Parameter extraction with neural networks
NASA Astrophysics Data System (ADS)
Cazzanti, Luca; Khan, Mumit; Cerrina, Franco
1998-06-01
In semiconductor processing, the modeling of the process is becoming more and more important. While the ultimate goal is that of developing a set of tools for designing a complete process (Technology CAD), it is also necessary to have modules to simulate the various technologies and, in particular, to optimize specific steps. This need is particularly acute in lithography, where the continuous decrease in CD forces the technologies to operate near their limits. In the development of a 'model' for a physical process, we face several levels of challenges. First, it is necessary to develop a 'physical model,' i.e. a rational description of the process itself on the basis of know physical laws.

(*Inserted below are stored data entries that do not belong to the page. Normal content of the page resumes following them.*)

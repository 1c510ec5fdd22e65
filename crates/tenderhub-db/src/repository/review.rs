//! SurrealDB implementation of [`ReviewRepository`] (append-only).

use chrono::{DateTime, Utc};
use surrealdb::{Connection, Surreal};
use surrealdb_types::SurrealValue;
use tenderhub_core::error::TenderHubResult;
use tenderhub_core::models::review::{CreateReview, Review};
use tenderhub_core::repository::{Pagination, ReviewRepository};
use uuid::Uuid;

use super::parse_uuid;
use crate::error::DbError;

#[derive(Debug, SurrealValue)]
struct ReviewRow {
    offer_id: String,
    creator_id: String,
    content: String,
    created_at: DateTime<Utc>,
}

#[derive(Debug, SurrealValue)]
struct ReviewRowWithId {
    record_id: String,
    offer_id: String,
    creator_id: String,
    content: String,
    created_at: DateTime<Utc>,
}

impl ReviewRowWithId {
    fn try_into_review(self) -> Result<Review, DbError> {
        Ok(Review {
            id: parse_uuid(&self.record_id, "review")?,
            offer_id: parse_uuid(&self.offer_id, "offer")?,
            creator_id: parse_uuid(&self.creator_id, "creator")?,
            content: self.content,
            created_at: self.created_at,
        })
    }
}

/// SurrealDB implementation of the Review repository.
#[derive(Clone)]
pub struct SurrealReviewRepository<C: Connection> {
    db: Surreal<C>,
}

impl<C: Connection> SurrealReviewRepository<C> {
    pub fn new(db: Surreal<C>) -> Self {
        Self { db }
    }
}

impl<C: Connection> ReviewRepository for SurrealReviewRepository<C> {
    async fn append(&self, input: CreateReview) -> TenderHubResult<Review> {
        // Time-ordered so rows sharing a timestamp still list in insertion order.
        let id = Uuid::now_v7();
        let id_str = id.to_string();

        let result = self
            .db
            .query(
                "CREATE type::record('review', $id) SET \
                 offer_id = $offer_id, creator_id = $creator_id, \
                 content = $content",
            )
            .bind(("id", id_str.clone()))
            .bind(("offer_id", input.offer_id.to_string()))
            .bind(("creator_id", input.creator_id.to_string()))
            .bind(("content", input.content))
            .await
            .map_err(DbError::from)?;

        let mut result = result
            .check()
            .map_err(|e| DbError::Query(e.to_string()))?;

        let rows: Vec<ReviewRow> = result.take(0).map_err(DbError::from)?;
        let row = rows.into_iter().next().ok_or_else(|| DbError::NotFound {
            entity: "review".into(),
            id: id_str,
        })?;

        Ok(Review {
            id,
            offer_id: parse_uuid(&row.offer_id, "offer")?,
            creator_id: parse_uuid(&row.creator_id, "creator")?,
            content: row.content,
            created_at: row.created_at,
        })
    }

    async fn list_by_offer(
        &self,
        offer_id: Uuid,
        pagination: Pagination,
    ) -> TenderHubResult<Vec<Review>> {
        let mut result = self
            .db
            .query(
                "SELECT meta::id(id) AS record_id, * FROM review \
                 WHERE offer_id = $offer_id \
                 ORDER BY created_at ASC, id ASC \
                 LIMIT $limit START $offset",
            )
            .bind(("offer_id", offer_id.to_string()))
            .bind(("limit", pagination.limit))
            .bind(("offset", pagination.offset))
            .await
            .map_err(DbError::from)?;

        let rows: Vec<ReviewRowWithId> = result.take(0).map_err(DbError::from)?;

        let reviews = rows
            .into_iter()
            .map(|row| row.try_into_review())
            .collect::<Result<Vec<_>, DbError>>()?;

        Ok(reviews)
    }
}
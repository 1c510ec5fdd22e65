//! User domain model.

use chrono::{DateTime, Utc};
use serde::{Deserialize, Serialize};
use uuid::Uuid;

#[derive(Debug, Clone, Serialize, Deserialize)]
pub struct User {
    pub id: Uuid,
    /// Unique login name; the identity every request is made under.
    pub username: String,
    pub first_name: String,
    pub last_name: String,
    pub created_at: DateTime<Utc>,
    pub updated_at: DateTime<Utc>,
}

#[derive(Debug, Clone, Serialize, Deserialize)]
pub struct CreateUser {
    pub username: String,
    pub first_name: String,
    pub last_name: String,
}
//! Tender domain model.
//!
//! A tender is a procurement request published by an organization. It is
//! mutated only by responsible users of that organization.

use chrono::{DateTime, Utc};
use serde::{Deserialize, Serialize};
use uuid::Uuid;

use crate::status::{DocumentStatus, StringEnum};
use crate::versioning::{DocumentPatch, Snapshot, Versioned, push_change};

#[derive(Debug, Clone, Copy, Serialize, Deserialize, PartialEq, Eq)]
pub enum TenderStatus {
    Created,
    Published,
    Closed,
}

impl StringEnum for TenderStatus {
    const FIELD: &'static str = "status";
    const ALL: &'static [Self] = &[Self::Created, Self::Published, Self::Closed];

    fn as_str(&self) -> &'static str {
        match self {
            TenderStatus::Created => "Created",
            TenderStatus::Published => "Published",
            TenderStatus::Closed => "Closed",
        }
    }
}

impl DocumentStatus for TenderStatus {}

#[derive(Debug, Clone, Serialize, Deserialize)]
pub struct Tender {
    pub id: Uuid,
    pub organization_id: Uuid,
    pub creator_id: Uuid,
    pub status: TenderStatus,
    pub version: u32,
    pub service_type: String,
    pub name: String,
    pub description: String,
    pub created_at: DateTime<Utc>,
    pub updated_at: DateTime<Utc>,
}

impl Versioned for Tender {
    type Patch = TenderPatch;
    type Snapshot = TenderSnapshot;

    const ENTITY: &'static str = "tender";

    fn id(&self) -> Uuid {
        self.id
    }

    fn version(&self) -> u32 {
        self.version
    }
}

#[derive(Debug, Clone, Serialize, Deserialize)]
pub struct CreateTender {
    pub organization_id: Uuid,
    pub creator_id: Uuid,
    pub status: TenderStatus,
    pub service_type: String,
    pub name: String,
    pub description: String,
}

/// Editable tender fields; `None` leaves the field unchanged.
#[derive(Debug, Clone, Serialize, Deserialize, Default, PartialEq, Eq)]
pub struct TenderPatch {
    pub name: Option<String>,
    pub description: Option<String>,
    pub service_type: Option<String>,
}

impl DocumentPatch for TenderPatch {
    fn changes(&self) -> Vec<(&'static str, String)> {
        let mut changes = Vec::new();
        push_change(&mut changes, "name", &self.name);
        push_change(&mut changes, "description", &self.description);
        push_change(&mut changes, "service_type", &self.service_type);
        changes
    }
}

/// Tender field values as they were immediately before the edit that
/// produced `version + 1`.
#[derive(Debug, Clone, Serialize, Deserialize, PartialEq, Eq)]
pub struct TenderSnapshot {
    pub tender_id: Uuid,
    pub creator_id: Uuid,
    pub service_type: String,
    pub name: String,
    pub description: String,
    pub version: u32,
}

impl Snapshot for TenderSnapshot {
    type Patch = TenderPatch;

    fn version(&self) -> u32 {
        self.version
    }

    fn into_patch(self) -> TenderPatch {
        TenderPatch {
            name: Some(self.name),
            description: Some(self.description),
            service_type: Some(self.service_type),
        }
    }
}

/// Filter for the public tender listing.
#[derive(Debug, Clone, Default)]
pub struct TenderFilter {
    /// Match any of these service types; empty matches all.
    pub service_types: Vec<String>,
}
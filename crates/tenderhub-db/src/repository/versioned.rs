//! The transactional snapshot-then-update primitive shared by every
//! versioned table.

use surrealdb::{Connection, Surreal};
use tracing::debug;

use crate::error::DbError;

/// Where a versioned document and its history live.
pub(crate) struct HistoryTable {
    pub(crate) document: &'static str,
    pub(crate) history: &'static str,
    /// History column holding the document id.
    pub(crate) key_field: &'static str,
}

/// The live revision about to be superseded.
pub(crate) struct CurrentRevision {
    pub(crate) creator_id: String,
    pub(crate) version: u32,
    /// Every editable column with its current value.
    pub(crate) fields: Vec<(&'static str, String)>,
}

/// Write a history row for `current` and apply `changes` to the live row
/// in a single transaction.
///
/// Column names come from the compile-time field lists of the
/// repositories; values are always bound as parameters. The unique
/// `(key_field, version)` index makes a concurrent edit of the same
/// revision abort the whole transaction.
pub(crate) async fn snapshot_then_update<C: Connection>(
    db: &Surreal<C>,
    table: &HistoryTable,
    id: &str,
    current: CurrentRevision,
    changes: Vec<(&'static str, String)>,
) -> Result<(), DbError> {
    let mut history_sets = vec![
        format!("{} = $id", table.key_field),
        "creator_id = $creator_id".to_string(),
        "version = $version".to_string(),
    ];
    history_sets.extend(
        current
            .fields
            .iter()
            .map(|(column, _)| format!("{column} = $old_{column}")),
    );

    let mut update_sets: Vec<String> = changes
        .iter()
        .map(|(column, _)| format!("{column} = $new_{column}"))
        .collect();
    update_sets.push("version = $next_version".to_string());
    update_sets.push("updated_at = time::now()".to_string());

    let query = format!(
        "BEGIN TRANSACTION; \
         CREATE {history} SET {history_sets}; \
         UPDATE type::record('{document}', $id) SET {update_sets}; \
         COMMIT TRANSACTION;",
        history = table.history,
        history_sets = history_sets.join(", "),
        document = table.document,
        update_sets = update_sets.join(", "),
    );

    let next_version = current.version + 1;
    let mut builder = db
        .query(query)
        .bind(("id", id.to_string()))
        .bind(("creator_id", current.creator_id))
        .bind(("version", current.version))
        .bind(("next_version", next_version));

    for (column, value) in current.fields {
        builder = builder.bind((format!("old_{column}"), value));
    }
    for (column, value) in changes {
        builder = builder.bind((format!("new_{column}"), value));
    }

    builder
        .await?
        .check()
        .map_err(|e| DbError::Query(format!("{} {id} edit aborted: {e}", table.document)))?;

    debug!(
        table = table.document,
        id,
        superseded = current.version,
        version = next_version,
        "Revision written"
    );

    Ok(())
}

Second, we need an 'algorithmic model' to represent in a virtual environment the behavior of the 'physical model.' After a 'complete' model has been developed and verified, it becomes possible to do performance analysis. In many cases the input parameters are poorly known or not accessible directly to experiment. It would be extremely useful to obtain the values of these 'hidden' parameters from experimental results by comparing model to data. This is particularly severe, because the complexity and costs associated with semiconductor processing make a simple 'trial-and-error' approach infeasible and cost- inefficient. Even when computer models of the process already exists, obtaining data through simulations may be time consuming. Neural networks (NN) are powerful computational tools to predict the behavior of a system from an existing data set. They are able to adaptively 'learn' input/output mappings and to act as universal function approximators. In this paper we use artificial neural networks to build a mapping from the input parameters of the process to output parameters which are indicative of the performance of the process. Once the NN has been 'trained,' it is also possible to observe the process 'in reverse,' and to extract the values of the inputs which yield outputs with desired characteristics. Using this method, we can extract optimum values for the parameters and determine the process latitude very quickly.